The output should be all lines of the entries below in which the word "same" occurs.
-- Opening Marker --
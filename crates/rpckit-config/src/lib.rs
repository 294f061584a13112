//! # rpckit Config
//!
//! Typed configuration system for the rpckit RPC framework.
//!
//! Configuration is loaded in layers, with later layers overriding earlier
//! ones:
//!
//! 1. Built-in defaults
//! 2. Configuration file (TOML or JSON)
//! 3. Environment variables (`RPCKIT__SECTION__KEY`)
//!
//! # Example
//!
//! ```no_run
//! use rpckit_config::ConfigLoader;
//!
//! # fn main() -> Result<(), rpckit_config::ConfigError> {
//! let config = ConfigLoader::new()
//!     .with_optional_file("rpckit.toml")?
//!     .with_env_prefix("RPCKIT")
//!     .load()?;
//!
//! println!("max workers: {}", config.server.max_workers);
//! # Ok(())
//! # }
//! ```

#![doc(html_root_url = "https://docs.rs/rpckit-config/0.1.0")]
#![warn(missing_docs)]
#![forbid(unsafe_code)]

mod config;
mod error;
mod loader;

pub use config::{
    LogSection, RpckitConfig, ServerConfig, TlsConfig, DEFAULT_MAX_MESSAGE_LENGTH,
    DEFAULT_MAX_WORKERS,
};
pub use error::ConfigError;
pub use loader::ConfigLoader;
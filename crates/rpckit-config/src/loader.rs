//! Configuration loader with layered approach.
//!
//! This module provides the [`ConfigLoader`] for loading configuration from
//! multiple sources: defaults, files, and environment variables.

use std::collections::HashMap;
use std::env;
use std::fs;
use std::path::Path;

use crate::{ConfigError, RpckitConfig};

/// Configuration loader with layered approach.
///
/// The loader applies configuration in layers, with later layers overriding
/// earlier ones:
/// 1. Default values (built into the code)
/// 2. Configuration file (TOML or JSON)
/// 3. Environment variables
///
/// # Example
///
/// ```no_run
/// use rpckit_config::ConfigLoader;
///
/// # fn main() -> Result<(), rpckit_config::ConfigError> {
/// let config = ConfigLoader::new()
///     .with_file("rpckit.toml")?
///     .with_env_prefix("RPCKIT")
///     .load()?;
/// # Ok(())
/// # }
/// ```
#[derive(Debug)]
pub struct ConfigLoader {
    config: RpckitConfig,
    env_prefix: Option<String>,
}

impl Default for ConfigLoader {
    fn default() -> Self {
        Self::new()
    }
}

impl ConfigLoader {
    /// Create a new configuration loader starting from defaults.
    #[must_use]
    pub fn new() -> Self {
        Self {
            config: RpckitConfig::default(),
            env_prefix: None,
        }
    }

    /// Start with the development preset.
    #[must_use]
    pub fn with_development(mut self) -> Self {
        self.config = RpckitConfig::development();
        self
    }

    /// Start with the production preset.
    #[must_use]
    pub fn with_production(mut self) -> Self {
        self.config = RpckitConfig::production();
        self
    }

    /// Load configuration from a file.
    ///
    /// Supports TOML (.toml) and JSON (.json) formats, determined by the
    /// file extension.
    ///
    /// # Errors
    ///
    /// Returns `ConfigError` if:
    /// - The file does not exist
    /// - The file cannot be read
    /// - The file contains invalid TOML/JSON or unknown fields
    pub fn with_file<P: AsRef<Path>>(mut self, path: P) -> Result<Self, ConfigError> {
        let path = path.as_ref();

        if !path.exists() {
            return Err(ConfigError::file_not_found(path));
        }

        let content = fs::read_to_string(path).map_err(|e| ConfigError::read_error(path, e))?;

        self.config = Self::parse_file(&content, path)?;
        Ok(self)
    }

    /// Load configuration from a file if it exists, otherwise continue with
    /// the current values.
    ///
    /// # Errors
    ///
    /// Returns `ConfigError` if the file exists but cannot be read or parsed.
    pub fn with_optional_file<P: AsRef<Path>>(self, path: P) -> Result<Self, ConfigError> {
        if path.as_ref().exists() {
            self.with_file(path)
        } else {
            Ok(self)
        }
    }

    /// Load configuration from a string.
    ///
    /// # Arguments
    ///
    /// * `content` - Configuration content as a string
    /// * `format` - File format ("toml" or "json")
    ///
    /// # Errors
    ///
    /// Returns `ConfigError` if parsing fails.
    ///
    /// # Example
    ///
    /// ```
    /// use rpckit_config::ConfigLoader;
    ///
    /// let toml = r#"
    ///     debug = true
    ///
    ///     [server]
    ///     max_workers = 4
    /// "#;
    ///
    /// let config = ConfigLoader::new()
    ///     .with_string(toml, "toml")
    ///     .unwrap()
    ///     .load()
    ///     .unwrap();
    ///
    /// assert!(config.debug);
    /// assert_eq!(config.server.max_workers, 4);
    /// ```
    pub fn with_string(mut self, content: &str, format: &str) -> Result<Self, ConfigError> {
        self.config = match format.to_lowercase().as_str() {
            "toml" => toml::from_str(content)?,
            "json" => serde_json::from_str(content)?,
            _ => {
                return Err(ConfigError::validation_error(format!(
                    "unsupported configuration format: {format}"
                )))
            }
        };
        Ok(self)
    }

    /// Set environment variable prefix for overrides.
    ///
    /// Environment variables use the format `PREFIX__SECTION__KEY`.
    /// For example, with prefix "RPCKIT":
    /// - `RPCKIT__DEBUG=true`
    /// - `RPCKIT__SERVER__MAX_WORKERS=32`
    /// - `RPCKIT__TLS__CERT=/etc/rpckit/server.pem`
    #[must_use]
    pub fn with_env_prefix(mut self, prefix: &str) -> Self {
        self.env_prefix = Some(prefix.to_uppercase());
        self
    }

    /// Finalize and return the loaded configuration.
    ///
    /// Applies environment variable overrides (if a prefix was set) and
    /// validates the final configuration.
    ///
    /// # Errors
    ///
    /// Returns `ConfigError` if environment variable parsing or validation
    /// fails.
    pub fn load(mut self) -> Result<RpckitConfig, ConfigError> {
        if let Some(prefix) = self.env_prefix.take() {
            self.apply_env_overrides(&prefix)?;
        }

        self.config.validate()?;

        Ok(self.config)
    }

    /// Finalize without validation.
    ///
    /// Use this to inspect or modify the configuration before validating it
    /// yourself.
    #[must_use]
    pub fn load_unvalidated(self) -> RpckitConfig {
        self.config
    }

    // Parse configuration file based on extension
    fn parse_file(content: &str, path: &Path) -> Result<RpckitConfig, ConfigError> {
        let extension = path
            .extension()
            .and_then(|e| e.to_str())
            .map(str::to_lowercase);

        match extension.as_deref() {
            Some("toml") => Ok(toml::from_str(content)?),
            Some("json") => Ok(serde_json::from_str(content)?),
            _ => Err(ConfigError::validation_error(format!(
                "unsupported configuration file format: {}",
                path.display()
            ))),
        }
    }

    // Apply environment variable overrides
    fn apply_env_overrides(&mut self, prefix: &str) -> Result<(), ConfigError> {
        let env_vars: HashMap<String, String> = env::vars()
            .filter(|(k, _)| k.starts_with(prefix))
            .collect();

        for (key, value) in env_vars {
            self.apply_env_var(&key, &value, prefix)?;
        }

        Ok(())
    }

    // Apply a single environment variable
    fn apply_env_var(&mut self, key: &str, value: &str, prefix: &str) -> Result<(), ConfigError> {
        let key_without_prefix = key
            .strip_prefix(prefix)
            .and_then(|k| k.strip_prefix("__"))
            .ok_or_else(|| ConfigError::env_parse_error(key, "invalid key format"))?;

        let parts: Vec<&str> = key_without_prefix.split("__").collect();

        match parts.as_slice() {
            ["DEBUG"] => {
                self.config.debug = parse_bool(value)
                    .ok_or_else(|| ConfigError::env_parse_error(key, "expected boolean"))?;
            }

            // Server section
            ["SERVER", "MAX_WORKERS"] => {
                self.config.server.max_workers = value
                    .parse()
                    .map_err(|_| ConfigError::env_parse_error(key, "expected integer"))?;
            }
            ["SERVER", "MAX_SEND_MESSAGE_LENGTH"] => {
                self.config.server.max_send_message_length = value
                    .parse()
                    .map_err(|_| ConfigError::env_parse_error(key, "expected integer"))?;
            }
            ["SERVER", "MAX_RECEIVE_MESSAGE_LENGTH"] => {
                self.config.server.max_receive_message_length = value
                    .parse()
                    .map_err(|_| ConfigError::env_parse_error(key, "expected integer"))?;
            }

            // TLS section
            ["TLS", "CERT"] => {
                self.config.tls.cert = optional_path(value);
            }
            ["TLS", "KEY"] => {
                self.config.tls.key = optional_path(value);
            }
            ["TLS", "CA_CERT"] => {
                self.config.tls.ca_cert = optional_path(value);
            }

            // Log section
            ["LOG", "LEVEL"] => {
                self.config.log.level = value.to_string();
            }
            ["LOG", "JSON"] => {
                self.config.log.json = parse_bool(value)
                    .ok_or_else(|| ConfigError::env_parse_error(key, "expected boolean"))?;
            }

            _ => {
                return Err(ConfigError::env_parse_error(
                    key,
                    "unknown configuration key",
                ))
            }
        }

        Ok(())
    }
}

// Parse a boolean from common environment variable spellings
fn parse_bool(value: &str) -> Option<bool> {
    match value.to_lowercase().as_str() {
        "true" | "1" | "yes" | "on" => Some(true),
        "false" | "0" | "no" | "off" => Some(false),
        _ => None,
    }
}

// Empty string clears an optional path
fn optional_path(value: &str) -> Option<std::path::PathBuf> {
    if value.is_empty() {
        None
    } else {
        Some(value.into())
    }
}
-- Closing Marker --
-- Opening Marker --
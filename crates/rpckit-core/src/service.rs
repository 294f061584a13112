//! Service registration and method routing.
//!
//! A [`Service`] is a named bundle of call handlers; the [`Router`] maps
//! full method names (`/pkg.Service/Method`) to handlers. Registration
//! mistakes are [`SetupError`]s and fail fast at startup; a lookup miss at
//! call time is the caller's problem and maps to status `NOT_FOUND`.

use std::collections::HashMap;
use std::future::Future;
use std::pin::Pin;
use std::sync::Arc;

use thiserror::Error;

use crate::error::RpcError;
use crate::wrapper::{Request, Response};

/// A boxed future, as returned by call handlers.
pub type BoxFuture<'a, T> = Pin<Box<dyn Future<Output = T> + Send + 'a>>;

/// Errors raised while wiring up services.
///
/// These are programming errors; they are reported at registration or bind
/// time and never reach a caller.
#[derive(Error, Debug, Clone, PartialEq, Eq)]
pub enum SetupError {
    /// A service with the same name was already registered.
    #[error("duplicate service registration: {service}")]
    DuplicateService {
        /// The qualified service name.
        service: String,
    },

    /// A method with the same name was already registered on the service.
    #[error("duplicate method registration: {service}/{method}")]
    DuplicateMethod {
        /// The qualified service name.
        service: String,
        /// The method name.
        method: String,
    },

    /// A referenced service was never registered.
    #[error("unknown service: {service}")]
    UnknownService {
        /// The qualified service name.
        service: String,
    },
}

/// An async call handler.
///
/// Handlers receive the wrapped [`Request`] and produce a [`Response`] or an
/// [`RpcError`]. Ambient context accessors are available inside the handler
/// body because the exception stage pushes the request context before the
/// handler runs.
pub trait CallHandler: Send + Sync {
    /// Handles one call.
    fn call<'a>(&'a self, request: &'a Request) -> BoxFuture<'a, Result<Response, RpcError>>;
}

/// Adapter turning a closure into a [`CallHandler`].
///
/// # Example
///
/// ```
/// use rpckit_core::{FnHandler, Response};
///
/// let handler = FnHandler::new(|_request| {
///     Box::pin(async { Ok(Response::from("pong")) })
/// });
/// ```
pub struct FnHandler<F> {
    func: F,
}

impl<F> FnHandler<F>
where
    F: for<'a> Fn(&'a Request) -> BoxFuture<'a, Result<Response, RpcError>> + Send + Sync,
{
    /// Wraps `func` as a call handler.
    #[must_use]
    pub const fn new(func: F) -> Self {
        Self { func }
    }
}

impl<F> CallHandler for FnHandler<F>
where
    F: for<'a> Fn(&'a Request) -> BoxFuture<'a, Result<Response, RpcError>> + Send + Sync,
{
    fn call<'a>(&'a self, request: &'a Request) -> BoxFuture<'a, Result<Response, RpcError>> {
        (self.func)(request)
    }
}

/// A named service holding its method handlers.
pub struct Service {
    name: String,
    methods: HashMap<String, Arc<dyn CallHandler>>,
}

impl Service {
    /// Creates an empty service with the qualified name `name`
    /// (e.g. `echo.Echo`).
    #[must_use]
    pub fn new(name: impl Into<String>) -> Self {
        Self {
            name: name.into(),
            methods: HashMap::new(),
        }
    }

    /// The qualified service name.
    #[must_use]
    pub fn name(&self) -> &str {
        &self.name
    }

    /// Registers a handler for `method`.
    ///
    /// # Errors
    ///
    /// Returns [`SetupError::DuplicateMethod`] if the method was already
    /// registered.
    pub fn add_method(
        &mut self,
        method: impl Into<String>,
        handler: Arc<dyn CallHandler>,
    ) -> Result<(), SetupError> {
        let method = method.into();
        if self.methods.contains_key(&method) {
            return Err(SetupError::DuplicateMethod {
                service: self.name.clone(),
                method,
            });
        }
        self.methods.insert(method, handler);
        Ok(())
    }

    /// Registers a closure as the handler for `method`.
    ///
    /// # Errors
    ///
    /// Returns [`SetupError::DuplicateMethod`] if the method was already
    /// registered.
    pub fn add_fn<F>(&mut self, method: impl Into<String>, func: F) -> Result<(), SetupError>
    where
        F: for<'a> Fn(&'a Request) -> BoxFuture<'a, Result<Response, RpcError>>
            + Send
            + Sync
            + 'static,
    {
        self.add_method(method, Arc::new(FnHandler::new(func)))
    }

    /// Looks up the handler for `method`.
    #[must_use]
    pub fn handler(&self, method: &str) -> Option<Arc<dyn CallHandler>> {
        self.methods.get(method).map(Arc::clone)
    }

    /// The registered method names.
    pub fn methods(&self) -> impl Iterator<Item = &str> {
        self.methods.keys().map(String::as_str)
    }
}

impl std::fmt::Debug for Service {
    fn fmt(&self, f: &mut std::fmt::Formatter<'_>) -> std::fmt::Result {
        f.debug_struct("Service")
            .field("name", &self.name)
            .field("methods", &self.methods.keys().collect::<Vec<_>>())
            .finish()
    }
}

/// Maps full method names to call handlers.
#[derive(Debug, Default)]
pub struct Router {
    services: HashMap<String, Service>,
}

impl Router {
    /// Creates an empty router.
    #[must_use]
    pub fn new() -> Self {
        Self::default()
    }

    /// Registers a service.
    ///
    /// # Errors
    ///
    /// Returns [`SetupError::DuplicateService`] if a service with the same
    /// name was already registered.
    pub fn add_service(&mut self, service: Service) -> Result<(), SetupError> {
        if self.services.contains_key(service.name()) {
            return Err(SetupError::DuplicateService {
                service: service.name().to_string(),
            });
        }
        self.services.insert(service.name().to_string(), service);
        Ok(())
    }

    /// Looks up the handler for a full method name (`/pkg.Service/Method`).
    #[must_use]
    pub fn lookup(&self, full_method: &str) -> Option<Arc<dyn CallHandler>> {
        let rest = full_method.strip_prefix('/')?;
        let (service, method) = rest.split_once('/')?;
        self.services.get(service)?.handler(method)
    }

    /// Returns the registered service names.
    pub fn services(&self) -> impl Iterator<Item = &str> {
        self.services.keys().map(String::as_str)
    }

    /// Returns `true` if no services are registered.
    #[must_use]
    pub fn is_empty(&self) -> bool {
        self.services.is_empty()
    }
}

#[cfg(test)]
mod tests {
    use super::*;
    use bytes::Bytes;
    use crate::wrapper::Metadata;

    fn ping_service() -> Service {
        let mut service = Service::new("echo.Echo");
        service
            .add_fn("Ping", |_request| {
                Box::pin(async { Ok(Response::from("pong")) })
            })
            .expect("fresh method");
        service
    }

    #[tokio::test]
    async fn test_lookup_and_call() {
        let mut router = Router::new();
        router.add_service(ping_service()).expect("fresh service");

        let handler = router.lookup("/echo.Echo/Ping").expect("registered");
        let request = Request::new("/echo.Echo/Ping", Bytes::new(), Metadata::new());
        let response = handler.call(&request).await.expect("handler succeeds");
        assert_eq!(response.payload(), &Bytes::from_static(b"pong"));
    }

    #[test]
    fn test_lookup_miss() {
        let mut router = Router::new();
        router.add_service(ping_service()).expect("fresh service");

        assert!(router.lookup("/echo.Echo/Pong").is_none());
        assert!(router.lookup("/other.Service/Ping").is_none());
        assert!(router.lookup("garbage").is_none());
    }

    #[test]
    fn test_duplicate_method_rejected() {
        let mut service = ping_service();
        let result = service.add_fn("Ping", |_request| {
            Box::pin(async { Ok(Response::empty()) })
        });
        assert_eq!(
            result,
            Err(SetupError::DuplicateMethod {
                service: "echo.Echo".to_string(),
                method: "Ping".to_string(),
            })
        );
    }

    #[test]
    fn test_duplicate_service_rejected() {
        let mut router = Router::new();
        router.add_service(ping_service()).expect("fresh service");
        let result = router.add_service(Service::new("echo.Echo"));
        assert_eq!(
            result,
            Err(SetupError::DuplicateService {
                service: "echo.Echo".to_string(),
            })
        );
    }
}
-- Closing Marker --
-- Opening Marker --
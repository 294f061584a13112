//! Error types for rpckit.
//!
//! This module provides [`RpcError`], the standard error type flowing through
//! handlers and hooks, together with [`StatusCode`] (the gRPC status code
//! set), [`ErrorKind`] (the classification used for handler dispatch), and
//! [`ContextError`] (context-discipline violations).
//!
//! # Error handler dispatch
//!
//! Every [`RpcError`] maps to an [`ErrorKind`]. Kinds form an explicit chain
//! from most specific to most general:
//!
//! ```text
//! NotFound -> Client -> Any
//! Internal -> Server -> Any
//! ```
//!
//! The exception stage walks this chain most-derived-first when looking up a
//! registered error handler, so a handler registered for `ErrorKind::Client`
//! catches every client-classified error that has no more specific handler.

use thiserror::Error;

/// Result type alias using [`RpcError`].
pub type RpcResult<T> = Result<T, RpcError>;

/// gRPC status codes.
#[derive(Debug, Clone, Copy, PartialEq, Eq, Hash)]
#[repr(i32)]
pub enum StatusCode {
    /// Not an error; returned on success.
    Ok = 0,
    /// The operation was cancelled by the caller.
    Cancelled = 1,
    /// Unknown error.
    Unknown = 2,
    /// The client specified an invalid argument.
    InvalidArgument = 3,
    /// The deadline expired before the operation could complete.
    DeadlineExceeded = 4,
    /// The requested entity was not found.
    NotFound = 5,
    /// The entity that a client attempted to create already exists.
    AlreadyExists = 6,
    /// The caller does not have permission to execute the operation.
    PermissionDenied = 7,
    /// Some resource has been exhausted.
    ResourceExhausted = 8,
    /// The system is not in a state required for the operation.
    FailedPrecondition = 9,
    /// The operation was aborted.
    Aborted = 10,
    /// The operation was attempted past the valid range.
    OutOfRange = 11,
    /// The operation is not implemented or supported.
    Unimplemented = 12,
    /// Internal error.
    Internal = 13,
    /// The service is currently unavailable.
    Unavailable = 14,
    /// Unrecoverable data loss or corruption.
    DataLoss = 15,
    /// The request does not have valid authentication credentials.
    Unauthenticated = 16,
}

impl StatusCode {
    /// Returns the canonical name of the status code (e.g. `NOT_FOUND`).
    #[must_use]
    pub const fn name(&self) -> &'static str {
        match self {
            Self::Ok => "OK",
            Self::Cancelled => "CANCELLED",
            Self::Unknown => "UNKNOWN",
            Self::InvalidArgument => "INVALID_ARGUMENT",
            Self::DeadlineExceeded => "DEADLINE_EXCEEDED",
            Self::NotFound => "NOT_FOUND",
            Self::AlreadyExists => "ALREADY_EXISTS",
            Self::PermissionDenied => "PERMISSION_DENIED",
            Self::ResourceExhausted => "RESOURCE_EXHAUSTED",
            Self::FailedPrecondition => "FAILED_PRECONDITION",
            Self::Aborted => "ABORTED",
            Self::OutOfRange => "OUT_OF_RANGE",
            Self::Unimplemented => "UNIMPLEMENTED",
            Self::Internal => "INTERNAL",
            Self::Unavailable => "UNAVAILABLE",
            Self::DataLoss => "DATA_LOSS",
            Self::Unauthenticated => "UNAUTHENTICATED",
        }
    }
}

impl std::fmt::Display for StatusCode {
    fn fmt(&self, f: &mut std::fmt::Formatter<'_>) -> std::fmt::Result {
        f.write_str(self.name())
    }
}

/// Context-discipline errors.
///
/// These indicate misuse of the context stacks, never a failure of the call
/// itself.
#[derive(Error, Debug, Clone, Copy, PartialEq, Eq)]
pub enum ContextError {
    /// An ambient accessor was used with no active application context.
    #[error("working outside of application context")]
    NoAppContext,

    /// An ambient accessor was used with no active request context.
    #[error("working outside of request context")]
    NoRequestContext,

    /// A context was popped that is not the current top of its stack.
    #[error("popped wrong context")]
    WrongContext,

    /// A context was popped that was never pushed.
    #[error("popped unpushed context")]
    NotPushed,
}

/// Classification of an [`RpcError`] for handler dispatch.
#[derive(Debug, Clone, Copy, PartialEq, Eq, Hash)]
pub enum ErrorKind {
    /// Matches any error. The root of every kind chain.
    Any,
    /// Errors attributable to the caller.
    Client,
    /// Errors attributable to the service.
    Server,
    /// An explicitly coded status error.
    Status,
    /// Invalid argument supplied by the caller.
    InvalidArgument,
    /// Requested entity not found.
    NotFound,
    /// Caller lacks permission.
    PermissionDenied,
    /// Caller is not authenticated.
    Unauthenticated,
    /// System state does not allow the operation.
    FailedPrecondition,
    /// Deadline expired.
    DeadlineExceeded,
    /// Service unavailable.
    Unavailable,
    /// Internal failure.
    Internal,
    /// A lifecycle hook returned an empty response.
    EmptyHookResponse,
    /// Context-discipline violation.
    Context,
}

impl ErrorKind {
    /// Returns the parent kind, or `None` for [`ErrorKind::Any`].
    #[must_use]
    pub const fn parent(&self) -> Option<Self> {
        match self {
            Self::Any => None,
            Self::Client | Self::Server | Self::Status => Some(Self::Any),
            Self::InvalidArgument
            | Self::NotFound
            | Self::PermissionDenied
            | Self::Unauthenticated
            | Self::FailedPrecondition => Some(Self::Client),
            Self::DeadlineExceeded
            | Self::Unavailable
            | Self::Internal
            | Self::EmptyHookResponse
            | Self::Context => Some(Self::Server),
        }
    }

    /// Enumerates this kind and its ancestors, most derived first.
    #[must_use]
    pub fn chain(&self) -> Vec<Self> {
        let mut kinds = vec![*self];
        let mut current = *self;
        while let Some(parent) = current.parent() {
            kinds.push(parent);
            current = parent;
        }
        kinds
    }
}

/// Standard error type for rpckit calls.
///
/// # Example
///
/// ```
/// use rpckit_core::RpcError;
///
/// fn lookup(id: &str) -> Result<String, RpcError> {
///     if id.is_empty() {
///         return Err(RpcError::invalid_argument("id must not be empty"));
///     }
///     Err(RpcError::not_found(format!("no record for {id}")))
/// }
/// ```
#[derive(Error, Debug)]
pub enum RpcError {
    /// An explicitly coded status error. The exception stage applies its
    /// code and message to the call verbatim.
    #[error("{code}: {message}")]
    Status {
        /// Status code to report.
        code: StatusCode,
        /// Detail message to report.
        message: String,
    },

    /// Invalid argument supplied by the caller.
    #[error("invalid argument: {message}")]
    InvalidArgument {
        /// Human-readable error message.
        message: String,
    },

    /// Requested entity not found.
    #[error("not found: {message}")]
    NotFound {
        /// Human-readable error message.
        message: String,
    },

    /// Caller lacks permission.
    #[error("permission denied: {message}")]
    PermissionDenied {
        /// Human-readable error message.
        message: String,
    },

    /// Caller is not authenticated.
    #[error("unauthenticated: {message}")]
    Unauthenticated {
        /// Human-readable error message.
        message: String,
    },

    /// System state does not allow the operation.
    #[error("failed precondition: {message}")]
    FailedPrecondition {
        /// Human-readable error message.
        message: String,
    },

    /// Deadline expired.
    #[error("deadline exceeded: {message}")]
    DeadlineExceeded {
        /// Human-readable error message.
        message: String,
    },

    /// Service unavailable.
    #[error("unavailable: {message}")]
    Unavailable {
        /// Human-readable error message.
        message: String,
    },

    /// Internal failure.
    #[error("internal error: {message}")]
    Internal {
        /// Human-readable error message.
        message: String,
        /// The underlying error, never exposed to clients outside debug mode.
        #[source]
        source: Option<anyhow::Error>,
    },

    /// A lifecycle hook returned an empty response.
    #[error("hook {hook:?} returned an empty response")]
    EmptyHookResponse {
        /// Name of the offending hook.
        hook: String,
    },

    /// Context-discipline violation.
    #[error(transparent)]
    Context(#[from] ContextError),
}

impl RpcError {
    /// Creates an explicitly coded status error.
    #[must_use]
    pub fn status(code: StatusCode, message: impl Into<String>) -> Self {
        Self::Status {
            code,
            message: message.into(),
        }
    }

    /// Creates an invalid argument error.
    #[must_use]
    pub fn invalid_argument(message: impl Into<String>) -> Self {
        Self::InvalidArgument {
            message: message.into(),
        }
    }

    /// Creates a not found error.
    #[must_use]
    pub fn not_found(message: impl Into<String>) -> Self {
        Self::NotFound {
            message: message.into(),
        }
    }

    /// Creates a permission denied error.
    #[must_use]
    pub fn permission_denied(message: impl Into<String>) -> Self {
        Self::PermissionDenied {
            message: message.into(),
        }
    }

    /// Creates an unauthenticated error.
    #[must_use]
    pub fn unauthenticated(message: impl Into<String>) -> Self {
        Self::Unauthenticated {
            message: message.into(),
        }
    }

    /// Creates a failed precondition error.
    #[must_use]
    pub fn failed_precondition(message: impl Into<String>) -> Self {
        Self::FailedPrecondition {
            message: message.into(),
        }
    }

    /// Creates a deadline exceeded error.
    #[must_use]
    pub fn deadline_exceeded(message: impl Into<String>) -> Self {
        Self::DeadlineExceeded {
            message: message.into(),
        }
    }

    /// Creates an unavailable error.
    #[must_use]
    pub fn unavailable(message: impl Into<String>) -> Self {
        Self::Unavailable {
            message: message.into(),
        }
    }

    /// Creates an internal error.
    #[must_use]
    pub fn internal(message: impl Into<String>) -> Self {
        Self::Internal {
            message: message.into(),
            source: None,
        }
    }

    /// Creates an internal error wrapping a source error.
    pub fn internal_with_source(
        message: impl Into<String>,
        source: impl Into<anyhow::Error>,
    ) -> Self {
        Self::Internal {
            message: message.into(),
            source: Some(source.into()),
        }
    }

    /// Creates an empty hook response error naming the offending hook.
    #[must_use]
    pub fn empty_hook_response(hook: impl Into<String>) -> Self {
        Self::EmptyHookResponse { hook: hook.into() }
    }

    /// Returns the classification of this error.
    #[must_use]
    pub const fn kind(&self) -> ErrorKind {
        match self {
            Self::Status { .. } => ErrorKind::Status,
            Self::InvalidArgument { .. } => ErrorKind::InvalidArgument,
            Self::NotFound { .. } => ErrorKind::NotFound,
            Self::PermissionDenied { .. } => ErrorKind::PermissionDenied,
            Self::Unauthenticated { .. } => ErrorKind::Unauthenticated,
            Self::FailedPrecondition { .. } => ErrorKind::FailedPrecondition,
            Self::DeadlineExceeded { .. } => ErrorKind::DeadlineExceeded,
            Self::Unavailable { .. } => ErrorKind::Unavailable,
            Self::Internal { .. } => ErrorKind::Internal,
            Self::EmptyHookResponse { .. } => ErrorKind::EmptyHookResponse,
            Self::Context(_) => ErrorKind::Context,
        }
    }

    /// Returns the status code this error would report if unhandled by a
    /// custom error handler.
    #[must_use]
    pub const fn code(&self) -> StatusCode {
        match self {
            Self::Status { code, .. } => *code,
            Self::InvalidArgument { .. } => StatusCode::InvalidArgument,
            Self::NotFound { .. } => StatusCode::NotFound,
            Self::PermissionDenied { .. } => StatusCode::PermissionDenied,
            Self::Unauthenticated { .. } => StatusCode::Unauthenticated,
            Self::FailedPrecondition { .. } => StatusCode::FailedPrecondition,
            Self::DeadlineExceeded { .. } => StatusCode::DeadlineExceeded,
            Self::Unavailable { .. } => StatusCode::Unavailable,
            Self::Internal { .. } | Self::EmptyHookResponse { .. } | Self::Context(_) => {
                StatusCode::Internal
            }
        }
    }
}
-- Closing Marker --
**Finished task**:
    /// A service with the same name was already registered.
    /// A method with the same name was already registered on the service.
    /// Returns [`SetupError::DuplicateService`] if a service with the same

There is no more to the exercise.